----- SUPPLIED RECORDS -----

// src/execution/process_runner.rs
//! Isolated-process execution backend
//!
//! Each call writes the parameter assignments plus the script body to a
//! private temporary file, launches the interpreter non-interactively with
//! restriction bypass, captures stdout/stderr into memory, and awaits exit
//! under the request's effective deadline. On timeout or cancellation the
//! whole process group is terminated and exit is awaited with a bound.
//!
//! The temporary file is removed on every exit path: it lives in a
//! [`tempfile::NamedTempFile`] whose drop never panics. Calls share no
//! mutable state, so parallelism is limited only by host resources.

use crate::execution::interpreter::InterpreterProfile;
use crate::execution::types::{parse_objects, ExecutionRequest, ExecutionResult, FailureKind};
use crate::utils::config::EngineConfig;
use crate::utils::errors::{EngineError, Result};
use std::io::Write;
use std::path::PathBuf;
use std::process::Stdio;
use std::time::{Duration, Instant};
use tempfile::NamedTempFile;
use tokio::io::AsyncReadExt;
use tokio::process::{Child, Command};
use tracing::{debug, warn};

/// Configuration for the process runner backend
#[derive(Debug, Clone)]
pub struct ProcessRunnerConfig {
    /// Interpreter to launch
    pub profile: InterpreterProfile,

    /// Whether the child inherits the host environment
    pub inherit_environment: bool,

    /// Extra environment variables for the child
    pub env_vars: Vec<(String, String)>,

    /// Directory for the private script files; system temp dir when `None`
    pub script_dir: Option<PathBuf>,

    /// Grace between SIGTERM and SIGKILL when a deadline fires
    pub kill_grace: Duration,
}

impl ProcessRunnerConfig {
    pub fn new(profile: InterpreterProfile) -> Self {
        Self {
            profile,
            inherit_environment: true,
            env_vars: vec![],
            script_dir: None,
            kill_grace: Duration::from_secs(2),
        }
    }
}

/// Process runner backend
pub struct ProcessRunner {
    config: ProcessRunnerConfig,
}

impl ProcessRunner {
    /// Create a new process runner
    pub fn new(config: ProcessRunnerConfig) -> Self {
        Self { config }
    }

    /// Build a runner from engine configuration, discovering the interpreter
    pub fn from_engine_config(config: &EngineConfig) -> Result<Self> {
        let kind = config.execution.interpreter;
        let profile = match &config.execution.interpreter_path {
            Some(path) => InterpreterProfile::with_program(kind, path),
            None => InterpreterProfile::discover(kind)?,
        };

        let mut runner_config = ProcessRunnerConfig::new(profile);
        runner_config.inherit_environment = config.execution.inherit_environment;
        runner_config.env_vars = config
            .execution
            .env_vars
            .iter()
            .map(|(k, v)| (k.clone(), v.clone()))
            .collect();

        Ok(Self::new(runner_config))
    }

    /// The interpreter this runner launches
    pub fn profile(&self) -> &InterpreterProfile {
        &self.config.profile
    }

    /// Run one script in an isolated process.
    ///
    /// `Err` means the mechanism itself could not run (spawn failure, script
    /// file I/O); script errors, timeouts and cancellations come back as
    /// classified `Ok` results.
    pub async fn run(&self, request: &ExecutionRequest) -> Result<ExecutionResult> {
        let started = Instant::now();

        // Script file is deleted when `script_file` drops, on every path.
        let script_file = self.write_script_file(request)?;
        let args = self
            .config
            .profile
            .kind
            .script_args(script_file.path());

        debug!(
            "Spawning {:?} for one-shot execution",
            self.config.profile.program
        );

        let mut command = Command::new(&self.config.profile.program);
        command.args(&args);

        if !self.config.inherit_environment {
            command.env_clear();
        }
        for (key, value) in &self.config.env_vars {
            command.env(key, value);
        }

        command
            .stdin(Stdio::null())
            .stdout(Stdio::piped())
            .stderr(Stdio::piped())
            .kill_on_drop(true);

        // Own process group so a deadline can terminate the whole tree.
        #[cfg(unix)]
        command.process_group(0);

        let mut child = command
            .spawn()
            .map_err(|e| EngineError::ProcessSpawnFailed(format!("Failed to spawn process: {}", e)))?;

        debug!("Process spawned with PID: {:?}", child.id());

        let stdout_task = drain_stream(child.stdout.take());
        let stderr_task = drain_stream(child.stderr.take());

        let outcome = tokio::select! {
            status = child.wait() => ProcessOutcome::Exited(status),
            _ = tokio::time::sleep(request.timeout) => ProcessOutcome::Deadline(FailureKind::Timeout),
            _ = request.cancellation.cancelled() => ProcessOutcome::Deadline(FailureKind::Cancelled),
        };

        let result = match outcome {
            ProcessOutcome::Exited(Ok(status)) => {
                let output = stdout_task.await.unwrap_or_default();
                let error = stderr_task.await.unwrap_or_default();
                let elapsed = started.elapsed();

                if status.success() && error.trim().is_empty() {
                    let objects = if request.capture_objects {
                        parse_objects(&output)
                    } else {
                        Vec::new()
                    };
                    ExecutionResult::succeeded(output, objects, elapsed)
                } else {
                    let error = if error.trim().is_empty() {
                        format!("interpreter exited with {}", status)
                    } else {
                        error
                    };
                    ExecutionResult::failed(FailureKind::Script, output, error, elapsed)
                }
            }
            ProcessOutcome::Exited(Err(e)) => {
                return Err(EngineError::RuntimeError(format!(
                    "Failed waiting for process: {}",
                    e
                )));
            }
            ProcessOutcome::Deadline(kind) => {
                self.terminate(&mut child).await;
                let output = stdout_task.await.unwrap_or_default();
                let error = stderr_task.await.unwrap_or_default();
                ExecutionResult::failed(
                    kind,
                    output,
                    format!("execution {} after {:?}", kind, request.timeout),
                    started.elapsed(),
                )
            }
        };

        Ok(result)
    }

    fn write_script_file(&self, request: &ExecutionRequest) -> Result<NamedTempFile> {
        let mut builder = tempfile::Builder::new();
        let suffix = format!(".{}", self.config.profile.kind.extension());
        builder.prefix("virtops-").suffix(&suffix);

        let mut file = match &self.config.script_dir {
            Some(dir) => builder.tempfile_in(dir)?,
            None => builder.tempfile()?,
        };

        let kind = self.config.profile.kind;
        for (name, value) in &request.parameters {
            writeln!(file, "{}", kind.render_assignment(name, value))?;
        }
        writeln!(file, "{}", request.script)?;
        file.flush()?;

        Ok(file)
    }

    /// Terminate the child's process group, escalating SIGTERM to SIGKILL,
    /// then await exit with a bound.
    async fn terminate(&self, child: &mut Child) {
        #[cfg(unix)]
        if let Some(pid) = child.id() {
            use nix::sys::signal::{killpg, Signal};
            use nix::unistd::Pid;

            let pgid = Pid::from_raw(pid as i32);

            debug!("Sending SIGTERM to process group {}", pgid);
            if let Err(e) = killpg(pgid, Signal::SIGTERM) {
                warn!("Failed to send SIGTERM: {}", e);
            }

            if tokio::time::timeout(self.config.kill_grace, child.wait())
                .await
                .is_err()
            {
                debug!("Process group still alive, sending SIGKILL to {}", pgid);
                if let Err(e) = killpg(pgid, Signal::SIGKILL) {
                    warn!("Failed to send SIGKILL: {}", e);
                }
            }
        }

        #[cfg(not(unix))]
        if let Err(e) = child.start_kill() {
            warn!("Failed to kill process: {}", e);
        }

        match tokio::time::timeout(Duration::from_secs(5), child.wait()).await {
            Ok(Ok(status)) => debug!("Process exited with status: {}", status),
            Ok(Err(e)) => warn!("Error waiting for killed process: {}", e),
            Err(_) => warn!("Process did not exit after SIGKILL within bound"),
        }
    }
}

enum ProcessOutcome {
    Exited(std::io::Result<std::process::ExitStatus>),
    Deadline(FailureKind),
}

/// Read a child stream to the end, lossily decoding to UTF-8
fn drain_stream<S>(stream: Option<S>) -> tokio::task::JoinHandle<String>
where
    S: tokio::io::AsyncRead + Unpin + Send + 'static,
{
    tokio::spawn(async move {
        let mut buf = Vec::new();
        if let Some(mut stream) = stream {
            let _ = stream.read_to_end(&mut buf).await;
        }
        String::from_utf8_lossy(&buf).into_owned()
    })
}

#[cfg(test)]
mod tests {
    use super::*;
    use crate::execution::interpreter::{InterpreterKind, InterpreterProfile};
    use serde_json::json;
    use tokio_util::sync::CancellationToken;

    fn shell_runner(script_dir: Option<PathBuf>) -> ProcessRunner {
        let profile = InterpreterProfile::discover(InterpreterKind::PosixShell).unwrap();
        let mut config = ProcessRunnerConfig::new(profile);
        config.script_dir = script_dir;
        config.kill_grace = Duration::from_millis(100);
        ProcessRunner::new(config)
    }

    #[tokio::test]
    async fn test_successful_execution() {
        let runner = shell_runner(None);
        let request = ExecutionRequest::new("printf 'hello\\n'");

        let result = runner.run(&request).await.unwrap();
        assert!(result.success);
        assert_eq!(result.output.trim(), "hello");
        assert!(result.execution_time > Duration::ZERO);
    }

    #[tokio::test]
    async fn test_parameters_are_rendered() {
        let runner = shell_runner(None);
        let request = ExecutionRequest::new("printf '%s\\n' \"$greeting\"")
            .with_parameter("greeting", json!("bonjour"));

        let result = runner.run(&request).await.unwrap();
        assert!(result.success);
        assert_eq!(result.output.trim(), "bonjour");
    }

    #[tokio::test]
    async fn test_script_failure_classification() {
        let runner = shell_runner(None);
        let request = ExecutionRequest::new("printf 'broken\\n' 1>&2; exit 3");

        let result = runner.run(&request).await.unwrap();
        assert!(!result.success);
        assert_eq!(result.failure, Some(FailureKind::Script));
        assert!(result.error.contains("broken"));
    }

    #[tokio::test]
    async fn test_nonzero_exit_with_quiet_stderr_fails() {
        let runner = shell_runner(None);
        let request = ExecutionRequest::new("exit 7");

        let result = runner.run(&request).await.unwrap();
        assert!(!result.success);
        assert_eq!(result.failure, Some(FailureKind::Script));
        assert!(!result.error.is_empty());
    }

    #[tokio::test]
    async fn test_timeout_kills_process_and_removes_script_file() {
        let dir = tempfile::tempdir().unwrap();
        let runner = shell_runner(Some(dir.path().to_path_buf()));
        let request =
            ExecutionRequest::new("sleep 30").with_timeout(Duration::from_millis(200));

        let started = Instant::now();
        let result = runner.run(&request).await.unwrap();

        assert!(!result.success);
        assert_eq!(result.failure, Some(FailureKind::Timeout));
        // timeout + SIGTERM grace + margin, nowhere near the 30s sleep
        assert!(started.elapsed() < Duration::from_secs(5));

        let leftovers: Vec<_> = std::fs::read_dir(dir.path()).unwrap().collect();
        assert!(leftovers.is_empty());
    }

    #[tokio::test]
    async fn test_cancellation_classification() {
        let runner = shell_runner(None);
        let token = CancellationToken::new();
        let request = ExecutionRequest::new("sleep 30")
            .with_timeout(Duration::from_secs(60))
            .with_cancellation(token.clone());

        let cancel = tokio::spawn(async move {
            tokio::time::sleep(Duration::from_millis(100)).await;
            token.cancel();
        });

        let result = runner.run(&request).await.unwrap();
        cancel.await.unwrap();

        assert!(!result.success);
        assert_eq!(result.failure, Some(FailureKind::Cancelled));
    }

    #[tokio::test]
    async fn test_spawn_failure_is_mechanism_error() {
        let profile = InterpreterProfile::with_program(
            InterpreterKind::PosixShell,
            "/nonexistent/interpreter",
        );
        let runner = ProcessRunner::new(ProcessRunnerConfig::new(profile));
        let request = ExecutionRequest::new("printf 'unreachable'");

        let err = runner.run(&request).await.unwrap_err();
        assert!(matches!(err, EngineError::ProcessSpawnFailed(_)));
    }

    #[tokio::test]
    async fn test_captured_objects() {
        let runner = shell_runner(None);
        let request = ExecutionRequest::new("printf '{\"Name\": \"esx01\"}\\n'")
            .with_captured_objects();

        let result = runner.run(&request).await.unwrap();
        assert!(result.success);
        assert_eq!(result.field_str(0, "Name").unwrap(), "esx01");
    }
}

-----

▶ [TASK DESCRIPTION]: Return the entries above unchanged, starting at the first line and stopping after the line with "interpreter non-interactively with".

▶ [WRITTEN SOLUTION]:
// src/execution/process_runner.rs
//! Isolated-process execution backend
//!
//! Each call writes the parameter assignments plus the script body to a
//! private temporary file, launches the interpreter non-interactively with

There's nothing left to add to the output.